About this exercise
There is one span to output from the data below: the lines starting at the line with "pub struct SessionManager" and ending at the line with "let id = session.id();". Output it exactly, ends included, nothing more.

[Source records]

-=-=-

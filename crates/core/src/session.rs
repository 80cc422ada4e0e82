//! Document sessions and the session manager.
//!
//! A session is one open document: its decoded page geometry, the original
//! byte payload (kept for export), the per-page markup store, and the
//! per-page vector index cache. Sessions coexist; exactly one is active for
//! editing commands at a time.

use crate::error::{CoreError, CoreResult};
use crate::geometry::{PagePoint, ScreenPoint};
use crate::markup::{Markup, MarkupId};
use crate::store::MarkupStore;
use crate::vector_index::{PageVectorIndex, VectorIndexCache, VectorSource};
use std::collections::HashMap;
use std::sync::Arc;
use tracing::debug;
use uuid::Uuid;

/// Unique identifier for an open document session.
pub type DocumentId = Uuid;

/// Native page dimensions in points (1/72 inch).
#[derive(Debug, Clone, Copy, PartialEq, serde::Serialize, serde::Deserialize)]
pub struct PageDimensions {
    pub width_pt: f32,
    pub height_pt: f32,
}

/// Decode result handed over by the document-rendering collaborator.
#[derive(Debug, Clone)]
pub struct DecodedDocument {
    pub page_count: u32,
    pub page_dimensions: Vec<PageDimensions>,
}

/// One open document.
#[derive(Debug)]
pub struct DocumentSession {
    id: DocumentId,
    name: String,
    page_count: u32,
    page_dimensions: Vec<PageDimensions>,
    /// Fixed base render scale: native pixels per point. Markup geometry is
    /// anchored to this scale, independent of the current zoom.
    base_scale: f32,
    current_page: u32,
    zoom: f32,
    store: MarkupStore,
    vectors: VectorIndexCache,
    /// Original document bytes, required for export round-trips.
    original_bytes: Vec<u8>,
}

impl DocumentSession {
    /// Create a session from a decode result and the original bytes.
    pub fn open(
        name: impl Into<String>,
        decoded: DecodedDocument,
        original_bytes: Vec<u8>,
        base_scale: f32,
    ) -> CoreResult<Self> {
        if decoded.page_count == 0 {
            return Err(CoreError::Decode("document has no pages".into()));
        }
        if decoded.page_dimensions.len() != decoded.page_count as usize {
            return Err(CoreError::Decode(format!(
                "page dimension count {} does not match page count {}",
                decoded.page_dimensions.len(),
                decoded.page_count
            )));
        }
        if base_scale <= 0.0 {
            return Err(CoreError::Decode("base render scale must be positive".into()));
        }

        Ok(Self {
            id: DocumentId::new_v4(),
            name: name.into(),
            page_count: decoded.page_count,
            page_dimensions: decoded.page_dimensions,
            base_scale,
            current_page: 1,
            zoom: 1.0,
            store: MarkupStore::new(),
            vectors: VectorIndexCache::new(),
            original_bytes,
        })
    }

    pub fn id(&self) -> DocumentId {
        self.id
    }

    pub fn name(&self) -> &str {
        &self.name
    }

    pub fn page_count(&self) -> u32 {
        self.page_count
    }

    pub fn base_scale(&self) -> f32 {
        self.base_scale
    }

    pub fn original_bytes(&self) -> &[u8] {
        &self.original_bytes
    }

    /// Dimensions of a page (1-indexed) in points.
    pub fn page_dimensions(&self, page: u32) -> CoreResult<PageDimensions> {
        self.check_page(page)?;
        Ok(self.page_dimensions[(page - 1) as usize])
    }

    /// Size of a page in native pixels at the base render scale.
    pub fn page_size_px(&self, page: u32) -> CoreResult<(f32, f32)> {
        let dims = self.page_dimensions(page)?;
        Ok((dims.width_pt * self.base_scale, dims.height_pt * self.base_scale))
    }

    pub fn current_page(&self) -> u32 {
        self.current_page
    }

    pub fn set_current_page(&mut self, page: u32) -> CoreResult<()> {
        self.check_page(page)?;
        self.current_page = page;
        Ok(())
    }

    pub fn zoom(&self) -> f32 {
        self.zoom
    }

    pub fn set_zoom(&mut self, zoom: f32) {
        self.zoom = zoom.clamp(0.05, 32.0);
    }

    /// Viewport point to document-native point at the current zoom.
    pub fn screen_to_page(&self, point: ScreenPoint) -> PagePoint {
        point.to_page(self.zoom)
    }

    /// Document-native point to viewport point at the current zoom.
    pub fn page_to_screen(&self, point: PagePoint) -> ScreenPoint {
        point.to_screen(self.zoom)
    }

    pub fn store(&self) -> &MarkupStore {
        &self.store
    }

    pub fn store_mut(&mut self) -> &mut MarkupStore {
        &mut self.store
    }

    /// Add a markup after validating its page number.
    pub fn add_markup(&mut self, markup: Markup) -> CoreResult<MarkupId> {
        self.check_page(markup.page)?;
        Ok(self.store.add_markup(markup))
    }

    /// Add a batch of markups as a single undoable unit per page.
    ///
    /// Every page is validated before anything is inserted, so a bad
    /// candidate leaves the store untouched.
    pub fn add_markup_batch(&mut self, markups: Vec<Markup>) -> CoreResult<Vec<MarkupId>> {
        for markup in &markups {
            self.check_page(markup.page)?;
        }
        Ok(self.store.add_markup_batch(markups))
    }

    /// Ensure the vector index for a page has been extracted.
    ///
    /// Safe to call speculatively; memoized per page. Returns `None` when a
    /// concurrent extraction for the page is in flight.
    pub fn ensure_vector_index(
        &mut self,
        page: u32,
        source: &dyn VectorSource,
    ) -> CoreResult<Option<Arc<PageVectorIndex>>> {
        self.check_page(page)?;
        self.vectors.ensure(page, source)
    }

    /// The cached vector index for a page, if extraction has completed.
    pub fn vector_index(&self, page: u32) -> Option<Arc<PageVectorIndex>> {
        self.vectors.get(page)
    }

    pub fn is_modified(&self) -> bool {
        self.store.is_modified()
    }

    pub fn clear_modified(&mut self) {
        self.store.clear_modified();
    }

    fn check_page(&self, page: u32) -> CoreResult<()> {
        if page == 0 || page > self.page_count {
            return Err(CoreError::PageOutOfRange { page, page_count: self.page_count });
        }
        Ok(())
    }
}

/// Owns every open session; exactly one is active for editing commands.
#[derive(Debug, Default)]
pub struct SessionManager {
    sessions: HashMap<DocumentId, DocumentSession>,
    active: Option<DocumentId>,
}

impl SessionManager {
    pub fn new() -> Self {
        Self::default()
    }

    /// Register a session and make it the active one.
    pub fn open(&mut self, session: DocumentSession) -> DocumentId {
        let id = session.id();
        debug!(document = %id, name = %session.name(), "session opened");
        self.sessions.insert(id, session);
        self.active = Some(id);
        id
    }

    /// Close a session, returning it to the caller.
    pub fn close(&mut self, id: DocumentId) -> Option<DocumentSession> {
        let session = self.sessions.remove(&id);
        if self.active == Some(id) {
            // Fall back to any remaining session.
            self.active = self.sessions.keys().next().copied();
        }
        session
    }

    pub fn activate(&mut self, id: DocumentId) -> CoreResult<()> {
        if !self.sessions.contains_key(&id) {
            return Err(CoreError::UnknownDocument(id));
        }
        self.active = Some(id);
        Ok(())
    }

    pub fn active(&self) -> CoreResult<&DocumentSession> {
        self.active
            .and_then(|id| self.sessions.get(&id))
            .ok_or(CoreError::NoActiveSession)
    }

    pub fn active_mut(&mut self) -> CoreResult<&mut DocumentSession> {
        match self.active {
            Some(id) => self.sessions.get_mut(&id).ok_or(CoreError::NoActiveSession),
            None => Err(CoreError::NoActiveSession),
        }
    }

    pub fn get(&self, id: DocumentId) -> Option<&DocumentSession> {
        self.sessions.get(&id)
    }

    pub fn get_mut(&mut self, id: DocumentId) -> Option<&mut DocumentSession> {
        self.sessions.get_mut(&id)
    }

    pub fn len(&self) -> usize {
        self.sessions.len()
    }

    pub fn is_empty(&self) -> bool {
        self.sessions.is_empty()
    }

    pub fn ids(&self) -> Vec<DocumentId> {
        self.sessions.keys().copied().collect()
    }
}

#[cfg(test)]
mod tests {
    use super::*;
    use crate::markup::{MarkupShape, MarkupStyle};

    fn letter_pages(count: u32) -> DecodedDocument {
        DecodedDocument {
            page_count: count,
            page_dimensions: vec![PageDimensions { width_pt: 612.0, height_pt: 792.0 }; count as usize],
        }
    }

    fn open_session(pages: u32) -> DocumentSession {
        DocumentSession::open("plan.pdf", letter_pages(pages), vec![0x25, 0x50], 2.0)
            .expect("session opens")
    }

    #[test]
    fn test_open_validates_decode_result() {
        let err = DocumentSession::open("x", letter_pages(0), Vec::new(), 2.0).unwrap_err();
        assert!(matches!(err, CoreError::Decode(_)));

        let mismatched = DecodedDocument {
            page_count: 3,
            page_dimensions: vec![PageDimensions { width_pt: 612.0, height_pt: 792.0 }],
        };
        let err = DocumentSession::open("x", mismatched, Vec::new(), 2.0).unwrap_err();
        assert!(matches!(err, CoreError::Decode(_)));
    }

    #[test]
    fn test_page_geometry() {
        let session = open_session(2);
        assert_eq!(session.page_count(), 2);

        let (w, h) = session.page_size_px(1).unwrap();
        assert!((w - 1224.0).abs() < 0.001);
        assert!((h - 1584.0).abs() < 0.001);

        assert!(matches!(
            session.page_size_px(3),
            Err(CoreError::PageOutOfRange { page: 3, page_count: 2 })
        ));
    }

    #[test]
    fn test_current_page_and_zoom() {
        let mut session = open_session(3);
        session.set_current_page(2).unwrap();
        assert_eq!(session.current_page(), 2);
        assert!(session.set_current_page(0).is_err());

        session.set_zoom(2.5);
        let screen = session.page_to_screen(PagePoint::new(10.0, 20.0));
        assert!((screen.x - 25.0).abs() < 0.001);
        let back = session.screen_to_page(screen);
        assert!((back.y - 20.0).abs() < 0.001);
    }

    #[test]
    fn test_add_markup_validates_page() {
        let mut session = open_session(2);
        let markup = Markup::new(
            5,
            MarkupShape::Line {
                start: PagePoint::new(0.0, 0.0),
                end: PagePoint::new(10.0, 10.0),
            },
            MarkupStyle::new(),
        );
        assert!(session.add_markup(markup).is_err());
        assert!(!session.is_modified());
    }

    #[test]
    fn test_batch_validates_before_inserting() {
        let mut session = open_session(2);
        let good = Markup::new(
            1,
            MarkupShape::CountMarker { position: PagePoint::new(5.0, 5.0), number: 1 },
            MarkupStyle::new(),
        );
        let bad = Markup::new(
            9,
            MarkupShape::CountMarker { position: PagePoint::new(5.0, 5.0), number: 2 },
            MarkupStyle::new(),
        );

        assert!(session.add_markup_batch(vec![good, bad]).is_err());
        assert_eq!(session.store().total_count(), 0);
    }

    #[test]
    fn test_manager_active_session() {
        let mut manager = SessionManager::new();
        assert!(matches!(manager.active(), Err(CoreError::NoActiveSession)));

        let first = manager.open(open_session(1));
        let second = manager.open(open_session(2));
        assert_eq!(manager.active().unwrap().id(), second);

        manager.activate(first).unwrap();
        assert_eq!(manager.active().unwrap().id(), first);

        assert!(manager.activate(DocumentId::new_v4()).is_err());
    }

    #[test]
    fn test_close_falls_back_to_remaining_session() {
        let mut manager = SessionManager::new();
        let first = manager.open(open_session(1));
        let second = manager.open(open_session(1));

        manager.close(second).expect("session existed");
        assert_eq!(manager.active().unwrap().id(), first);

        manager.close(first);
        assert!(manager.is_empty());
        assert!(matches!(manager.active(), Err(CoreError::NoActiveSession)));
    }
}
#[cfg(test)]
mod tests {
    use super::*;

    fn round_trip(op: &Op) {
        let bytes = encode_op(op);
        let back = decode_op(&bytes).unwrap();
        assert_eq!(&back, op);
    }

    #[test]
    fn ops_round_trip_structurally() {
        round_trip(&Op::Read {
            path: "/test_array".into(),
            col: Some("A".into()),
            start: Some(30),
            stop: Some(35),
            step: None,
            index: vec![],
        });
        round_trip(&Op::ReadScalar {
            path: "/t".into(),
            col: None,
            idx: 7,
            index: vec![IndexKey::Field("B".into())],
        });
        round_trip(&Op::JoinedSlices {
            path: "/t".into(),
            col: None,
            start1: 990,
            stop1: 1000,
            step1: None,
            start2: 0,
            stop2: 35,
            step2: None,
            index: vec![],
        });
        round_trip(&Op::Sort {
            path: "/t".into(),
            sortby: "col_C".into(),
            check_csi: true,
            col: None,
            start: None,
            stop: Some(100),
            step: Some(2),
            index: vec![],
        });
        round_trip(&Op::Where {
            path: "/t".into(),
            condition: "col_C > x".into(),
            condvars: vec![("x".into(), ScalarValue::Float32(0.5))],
            start: None,
            stop: None,
            step: None,
            index: vec![],
        });
    }

    #[test]
    fn tuples_stay_tuples() {
        let op = Op::Index {
            path: "/a".into(),
            index: vec![IndexKey::Tuple(vec![
                IndexKey::Int(3),
                IndexKey::Slice(SliceArg::full()),
                IndexKey::Ellipsis,
            ])],
        };
        let back = decode_op(&encode_op(&op)).unwrap();
        let Op::Index { index, .. } = back else {
            panic!("variant changed across the wire")
        };
        assert!(matches!(index[0], IndexKey::Tuple(ref t) if t.len() == 3));
    }

    #[test]
    fn slice_nulls_round_trip() {
        for slice in [
            SliceArg::new(None, None, None),
            SliceArg::new(Some(3), None, None),
            SliceArg::new(None, Some(-1), Some(2)),
            SliceArg::new(Some(0), Some(10), Some(3)),
        ] {
            let op = Op::Index {
                path: "/a".into(),
                index: vec![IndexKey::Slice(slice)],
            };
            let back = decode_op(&encode_op(&op)).unwrap();
            let Op::Index { index, .. } = back else { unreachable!() };
            assert_eq!(index[0], IndexKey::Slice(slice));
        }
    }

    #[test]
    fn small_and_large_arrays_round_trip() {
        let small = IndexKey::Coords(vec![1, 2, 3]);
        let large = IndexKey::Coords((0..100).collect());
        let mask_small = IndexKey::Mask(vec![true, false, true]);
        let mask_large = IndexKey::Mask((0..64).map(|i| i % 3 == 0).collect());
        for key in [small, large, mask_small, mask_large] {
            let op = Op::Index {
                path: "/a".into(),
                index: vec![key.clone()],
            };
            let back = decode_op(&encode_op(&op)).unwrap();
            let Op::Index { index, .. } = back else { unreachable!() };
            assert_eq!(index[0], key);
        }
    }

    #[test]
    fn scalars_keep_their_dtype() {
        let op = Op::Where {
            path: "/t".into(),
            condition: "a < x".into(),
            condvars: vec![
                ("x".into(), ScalarValue::UInt16(9)),
                ("y".into(), ScalarValue::Float64(1.5)),
                ("b".into(), ScalarValue::Bool(true)),
            ],
            start: None,
            stop: None,
            step: None,
            index: vec![],
        };
        let Op::Where { condvars, .. } = decode_op(&encode_op(&op)).unwrap() else {
            unreachable!()
        };
        assert_eq!(condvars[0].1, ScalarValue::UInt16(9));
        assert_eq!(condvars[1].1, ScalarValue::Float64(1.5));
        assert_eq!(condvars[2].1, ScalarValue::Bool(true));
    }

    #[test]
    fn descriptor_and_notifications_round_trip() {
        let msg = RequestMsg::Details(RequestDetails {
            req_id: 42,
            map_id: "/pt-00aabb".into(),
            size_nbytes: 4096,
            key: None,
        });
        assert_eq!(decode_request(&encode_request(&msg)).unwrap(), msg);

        let msg = RequestMsg::QueueClosed;
        assert_eq!(decode_request(&encode_request(&msg)).unwrap(), msg);

        let done = Notification::Done {
            req_id: 7,
            dtype: DType::Scalar(ScalarKind::Int64),
            shape: vec![2, 10, 10],
        };
        assert_eq!(decode_notification(&encode_notification(&done)).unwrap(), done);

        let failed = Notification::Failed {
            req_id: Some(9),
            kind: RemoteKind::SharedMemory,
            message: "stage is smaller than requested array: 80 < 800".into(),
            trace: "stage is smaller than requested array: 80 < 800".into(),
        };
        assert_eq!(
            decode_notification(&encode_notification(&failed)).unwrap(),
            failed
        );
    }
}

-=-=-

Completed exercise
pub struct SessionManager {
    sessions: HashMap<DocumentId, DocumentSession>,
    active: Option<DocumentId>,
}

impl SessionManager {
    pub fn new() -> Self {
        Self::default()
    }

    /// Register a session and make it the active one.
    pub fn open(&mut self, session: DocumentSession) -> DocumentId {
        let id = session.id();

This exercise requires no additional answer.